■ Record extracts
//! Data loading errors with suggestions.
//!
//! Only decoding provider and title data can fail. Grouping, search,
//! pinning and index generation substitute fallback values instead.

use thiserror::Error;

/// An error raised while loading region or title data.
#[derive(Debug, Error)]
pub enum DataError {
    /// The input was not valid JSON for the expected shape.
    #[error("malformed {what} data: {source}")]
    Malformed {
        what: &'static str,
        #[source]
        source: serde_json::Error,
    },

    /// A region record had an empty code.
    #[error("region record #{index} has an empty code")]
    EmptyCode { index: usize },

    /// A title table had no locale identifier.
    #[error("title table has an empty locale identifier")]
    EmptyLocale,
}

impl DataError {
    pub fn malformed_regions(source: serde_json::Error) -> Self {
        Self::Malformed {
            what: "region",
            source,
        }
    }

    pub fn malformed_titles(source: serde_json::Error) -> Self {
        Self::Malformed {
            what: "title",
            source,
        }
    }

    /// A hint on how to fix the input.
    pub fn suggestion(&self) -> &'static str {
        match self {
            DataError::Malformed { what: "region", .. } => {
                "Region data must be a JSON array of {\"code\", \"continent\", \"children\"} objects"
            }
            DataError::Malformed { .. } => {
                "Title data must be a JSON object like {\"locale\": \"en\", \"titles\": {\"FR\": \"France\"}}"
            }
            DataError::EmptyCode { .. } => "Every region record needs a non-empty \"code\"",
            DataError::EmptyLocale => "Set \"locale\" to an identifier such as \"en\" or \"fr\"",
        }
    }
}
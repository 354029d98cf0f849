//! The pinned "current region" section.

use crate::display::{DisplayItem, DisplaySection};

/// Id of the pinned section.
///
/// Contains a `.` so it can never collide with a region code or a letter.
pub const CURRENT_SECTION_ID: &str = "regionpick.current";

/// Appended to the current region's code to form the pinned item's id.
///
/// The same country also sits in its grouped section, and ids must be
/// unique across the whole list.
pub const CURRENT_ITEM_SUFFIX: &str = "_Current";

/// Id of the pinned item for a region code.
pub fn current_item_id(region_code: &str) -> String {
    format!("{}{}", region_code, CURRENT_ITEM_SUFFIX)
}

/// Insert the current region at the top of `sections`.
///
/// Does nothing when the current region is unknown. The pinned section is
/// never sorted with the others.
pub fn pin_current_region(
    mut sections: Vec<DisplaySection>,
    current_region: Option<&str>,
    title: &str,
) -> Vec<DisplaySection> {
    let Some(code) = current_region.filter(|c| !c.is_empty()) else {
        return sections;
    };

    let item = DisplayItem::with_id(current_item_id(code), code);
    let pinned = DisplaySection::with_fixed_title(Some(CURRENT_SECTION_ID), title, vec![item]);
    sections.insert(0, pinned);
    sections
}

/// Whether a section is the pinned current-region section.
pub fn is_current_section(section: &DisplaySection) -> bool {
    section.id == CURRENT_SECTION_ID
}
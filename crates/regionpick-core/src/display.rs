//! Display items and sections.
//!
//! Both kinds share identity and ordering rules through [`Displayable`]:
//! equality and hashing go by `id`, ordering goes by resolved title with
//! diacritics ignored.
//!
//! # Titles
//!
//! | `title_is_precomputed` | Title |
//! |------------------------|-------|
//! | `false` | resolved from `region_code` by the locale |
//! | `true` | `region_code` verbatim (letters, "Device Current", search) |
//!
//! Entries whose title cannot be resolved sort after every titled entry and
//! keep their relative order among themselves. They compare greater than
//! any titled entry rather than being unordered against it, so the
//! ordering stays total.

use std::cmp::Ordering;
use std::hash::{Hash, Hasher};

use serde::{Deserialize, Serialize};

use crate::locale::RegionLocale;
use crate::text::MatchRange;

/// Shared title and identity behaviour of items and sections.
pub trait Displayable {
    /// Stable identity key.
    fn id(&self) -> &str;

    /// Region code, or the literal title when precomputed.
    fn region_code(&self) -> &str;

    /// Whether `region_code` already is the display title.
    fn title_is_precomputed(&self) -> bool {
        false
    }

    /// Title in the given locale.
    fn title<L: RegionLocale + ?Sized>(&self, locale: &L) -> Option<String> {
        if self.title_is_precomputed() {
            return Some(self.region_code().to_string());
        }
        locale.resolve_title(self.region_code())
    }

    /// Order by title, ignoring diacritics.
    fn cmp_by_title<L: RegionLocale + ?Sized>(&self, other: &Self, locale: &L) -> Ordering {
        compare_titles(
            self.title(locale).as_deref(),
            other.title(locale).as_deref(),
            locale,
        )
    }
}

/// Compare two optional titles. Missing titles go last.
pub fn compare_titles<L: RegionLocale + ?Sized>(
    a: Option<&str>,
    b: Option<&str>,
    locale: &L,
) -> Ordering {
    match (a, b) {
        (Some(a), Some(b)) => locale.compare_folding_diacritics(a, b),
        (Some(_), None) => Ordering::Less,
        (None, Some(_)) => Ordering::Greater,
        (None, None) => Ordering::Equal,
    }
}

/// Stable sort by title. Each title is resolved once.
pub fn sort_by_title<T: Displayable, L: RegionLocale + ?Sized>(entries: &mut Vec<T>, locale: &L) {
    let mut keyed: Vec<(Option<String>, T)> = entries
        .drain(..)
        .map(|entry| (entry.title(locale), entry))
        .collect();
    keyed.sort_by(|(a, _), (b, _)| compare_titles(a.as_deref(), b.as_deref(), locale));
    entries.extend(keyed.into_iter().map(|(_, entry)| entry));
}

/// One selectable country.
#[derive(Debug, Clone, Serialize, Deserialize)]
pub struct DisplayItem {
    pub id: String,
    pub region_code: String,
    /// Where the active search query matched this item's title.
    #[serde(default, skip_serializing_if = "Option::is_none")]
    pub search_match_range: Option<MatchRange>,
}

impl DisplayItem {
    /// An item whose id is its region code.
    pub fn new(region_code: impl Into<String>) -> Self {
        let region_code = region_code.into();
        Self {
            id: region_code.clone(),
            region_code,
            search_match_range: None,
        }
    }

    /// An item with an id distinct from its region code.
    pub fn with_id(id: impl Into<String>, region_code: impl Into<String>) -> Self {
        Self {
            id: id.into(),
            region_code: region_code.into(),
            search_match_range: None,
        }
    }

    #[must_use]
    pub fn with_match_range(mut self, range: MatchRange) -> Self {
        self.search_match_range = Some(range);
        self
    }
}

impl Displayable for DisplayItem {
    fn id(&self) -> &str {
        &self.id
    }

    fn region_code(&self) -> &str {
        &self.region_code
    }
}

impl PartialEq for DisplayItem {
    fn eq(&self, other: &Self) -> bool {
        self.id == other.id
    }
}

impl Eq for DisplayItem {}

impl Hash for DisplayItem {
    fn hash<H: Hasher>(&self, state: &mut H) {
        self.id.hash(state);
    }
}

/// A group of items under one heading.
#[derive(Debug, Clone, Serialize, Deserialize)]
pub struct DisplaySection {
    pub id: String,
    pub region_code: String,
    pub items: Vec<DisplayItem>,
    #[serde(default)]
    pub title_is_precomputed: bool,
}

impl DisplaySection {
    /// A section titled by a region (continent or subregion).
    pub fn for_region(region_code: impl Into<String>, items: Vec<DisplayItem>) -> Self {
        let region_code = region_code.into();
        Self {
            id: region_code.clone(),
            region_code,
            items,
            title_is_precomputed: false,
        }
    }

    /// A section with a literal title. The id defaults to the title.
    pub fn with_fixed_title(
        id: Option<&str>,
        title: impl Into<String>,
        items: Vec<DisplayItem>,
    ) -> Self {
        let title = title.into();
        Self {
            id: id.map_or_else(|| title.clone(), str::to_string),
            region_code: title,
            items,
            title_is_precomputed: true,
        }
    }

    pub fn is_empty(&self) -> bool {
        self.items.is_empty()
    }
}

impl Displayable for DisplaySection {
    fn id(&self) -> &str {
        &self.id
    }

    fn region_code(&self) -> &str {
        &self.region_code
    }

    fn title_is_precomputed(&self) -> bool {
        self.title_is_precomputed
    }
}

impl PartialEq for DisplaySection {
    fn eq(&self, other: &Self) -> bool {
        self.id == other.id
    }
}

impl Eq for DisplaySection {}

impl Hash for DisplaySection {
    fn hash<H: Hasher>(&self, state: &mut H) {
        self.id.hash(state);
    }
}

#[cfg(test)]
mod tests {
    use super::*;
    use crate::locale::TitleTable;

    fn locale() -> TitleTable {
        TitleTable::new("en")
            .with_title("AX", "Åland Islands")
            .with_title("AL", "Albania")
            .with_title("BE", "Belgium")
            .with_title("DE", "Germany")
            .with_title("150", "Europe")
    }

    fn ids<T: Displayable>(entries: &[T]) -> Vec<&str> {
        entries.iter().map(|e| e.id()).collect()
    }

    #[test]
    fn equality_is_by_id() {
        let plain = DisplayItem::new("FR");
        let ranged = DisplayItem::new("FR").with_match_range(MatchRange::new(0, 2));
        let pinned = DisplayItem::with_id("FR_Current", "FR");
        assert_eq!(plain, ranged);
        assert_ne!(plain, pinned);
        assert_eq!(plain.region_code, pinned.region_code);
    }

    #[test]
    fn hash_is_by_id() {
        use std::collections::HashSet;
        let set: HashSet<DisplayItem> = [
            DisplayItem::new("FR"),
            DisplayItem::new("FR").with_match_range(MatchRange::new(0, 1)),
            DisplayItem::with_id("FR_Current", "FR"),
        ]
        .into_iter()
        .collect();
        assert_eq!(set.len(), 2);
    }

    #[test]
    fn titles_resolve_or_pass_through() {
        let locale = locale();
        assert_eq!(DisplayItem::new("DE").title(&locale).as_deref(), Some("Germany"));
        assert_eq!(DisplayItem::new("XX").title(&locale), None);

        let continent = DisplaySection::for_region("150", vec![]);
        assert_eq!(continent.title(&locale).as_deref(), Some("Europe"));

        let letter = DisplaySection::with_fixed_title(None, "G", vec![]);
        assert_eq!(letter.id, "G");
        assert_eq!(letter.title(&locale).as_deref(), Some("G"));

        let named = DisplaySection::with_fixed_title(Some("sect"), "Device Current", vec![]);
        assert_eq!(named.id, "sect");
        assert_eq!(named.title(&locale).as_deref(), Some("Device Current"));
    }

    #[test]
    fn sorts_by_folded_title() {
        let locale = locale();
        let mut items = vec![
            DisplayItem::new("DE"),
            DisplayItem::new("BE"),
            DisplayItem::new("AX"),
            DisplayItem::new("AL"),
        ];
        sort_by_title(&mut items, &locale);
        // "Åland Islands" sorts as "Aland Islands", ahead of "Albania"
        assert_eq!(ids(&items), vec!["AX", "AL", "BE", "DE"]);
    }

    #[test]
    fn untitled_entries_go_last_in_original_order() {
        let locale = locale();
        let mut items = vec![
            DisplayItem::new("YY"),
            DisplayItem::new("DE"),
            DisplayItem::new("XX"),
            DisplayItem::new("BE"),
        ];
        sort_by_title(&mut items, &locale);
        assert_eq!(ids(&items), vec!["BE", "DE", "YY", "XX"]);
    }

    #[test]
    fn missing_title_compares_greater_than_any_title() {
        let locale = locale();
        assert_eq!(compare_titles(Some("Zimbabwe"), None, &locale), Ordering::Less);
        assert_eq!(compare_titles(None, Some("Albania"), &locale), Ordering::Greater);
        assert_eq!(compare_titles(None, None, &locale), Ordering::Equal);
    }

    #[test]
    fn cmp_by_title_treats_missing_as_unordered_among_themselves() {
        let locale = locale();
        let xx = DisplayItem::new("XX");
        let yy = DisplayItem::new("YY");
        assert_eq!(xx.cmp_by_title(&yy, &locale), Ordering::Equal);
        assert_eq!(DisplayItem::new("BE").cmp_by_title(&xx, &locale), Ordering::Less);
    }

    #[test]
    fn serialization_omits_missing_match_range() {
        let json = serde_json::to_string(&DisplayItem::new("FR")).unwrap();
        assert_eq!(json, r#"{"id":"FR","region_code":"FR"}"#);

        let json = serde_json::to_string(
            &DisplayItem::new("FR").with_match_range(MatchRange::new(0, 3)),
        )
        .unwrap();
        assert!(json.contains(r#""search_match_range":{"start":0,"length":3}"#));
    }
}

■ Assignment
All that is needed is the exact run of lines above from the line containing "the display title." through the line containing "title, ignoring diacritics.", both of them included.

■ Output
    /// Whether `region_code` already is the display title.
    fn title_is_precomputed(&self) -> bool {
        false
    }

    /// Title in the given locale.
    fn title<L: RegionLocale + ?Sized>(&self, locale: &L) -> Option<String> {
        if self.title_is_precomputed() {
            return Some(self.region_code().to_string());
        }
        locale.resolve_title(self.region_code())
    }

    /// Order by title, ignoring diacritics.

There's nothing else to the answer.